When the options in Suffusion were a lot fewer (think release 2.0.x) the interface was perfect. But as the power of the theme grew, so did the list of options. And it becomes particularly taxing on the eyes of the administrators who have to change the options. There is something that is stopping me from changing the structure of the options page and that is the fact that it is incredibly easy to code it up the way I have it. I started a handful of tutorials on how to write a theme options page a few months back. In that you can see how absolutely easy it is for me to add new options, given the modular structure of my code. I simply need to figure out the option type, provide some option values for it and bingo! The processing code is very straightforward and it automatically picks the options and formats them as appropriate.

But as is the case very often, what is easy to code is not necessarily easy to look at. I did a good bit of redesigning during Christmas last year and came up with two sets of tabs, a horizontal set of tabs for high-level grouping and a vertical set of tabs within each horizontal tab. This at least made the vertical list look a lot smaller. But as I continue to add options, that page is again threatening to look daunting. So what do I do now?

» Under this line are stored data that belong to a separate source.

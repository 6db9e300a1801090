// Collaborator traits: the interfaces the suggestion core consumes.
//
// Implementors: InMemoryStore (JSON library file). A CMS-backed store
// would slot in behind the same traits. Methods are synchronous: the core
// is CPU-bound over already-fetched strings, so there is nothing to await.

use anyhow::Result;

use crate::config::Settings;

use super::models::{ContentKind, ContentSummary};

/// Read access to the content library.
pub trait ContentStore: Send + Sync {
    /// Up to `limit` most-recently-dated published items of the given
    /// kinds, newest first.
    fn list_eligible(&self, kinds: &[ContentKind], limit: usize) -> Result<Vec<ContentSummary>>;

    /// Tag names attached to an item (empty if none or unknown id).
    fn tag_names(&self, id: u64) -> Result<Vec<String>>;

    /// Category names attached to an item (empty if none or unknown id).
    fn category_names(&self, id: u64) -> Result<Vec<String>>;

    /// Hand-written excerpt for an item, when one exists.
    fn excerpt(&self, id: u64) -> Result<Option<String>>;

    /// Raw HTML body of an item, when the id exists.
    fn raw_content(&self, id: u64) -> Result<Option<String>>;
}

/// Access to the link suggestion settings record.
pub trait SettingsStore: Send + Sync {
    /// The settings as configured by the editor, already normalized.
    fn link_settings(&self) -> Result<Settings>;
}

I looked around to see how some other themes do this and here is what I saw in two really good themes:

Atahualpa WordPress Theme

The Options Page of Atahualpa

Constructor WordPress Theme

The Options Page of Constructor

Suffusion’s options look to a large extent like Atahualpa’s. However, given Atahualpa’s incredible number of options it too probably faces the same fate as Suffusion to a degree. Where it does gain an edge is in the fact that it uses pictures to illustrate what it is talking about and doesn’t rely on text like Suffusion does. I will be the first to admit that Suffusion’s options are verbose.

The other theme presented here is Constructor. If I were to use one word for the options page for Constructor, that word would be lovely. Its options are much fewer in number than Atahualpa’s or Suffusion’s, but the page is truly nice looking. It makes liberal use of JQuery, and is the perfect advertisement for the adage, “A picture is worth a thousand words”. But here is a catch – every option has been manually coded. This is fine with a small set of options, but it will require an effort of Herculean proportions if I were to adopt that approach for Suffusion.

My feeling is that the options page should be something in between the two styles. If I could figure out a way to automate the generation of pages like Constructor’s, that would be perfect. What do you think? How do you feel I can move to a structure more like Constructor’s?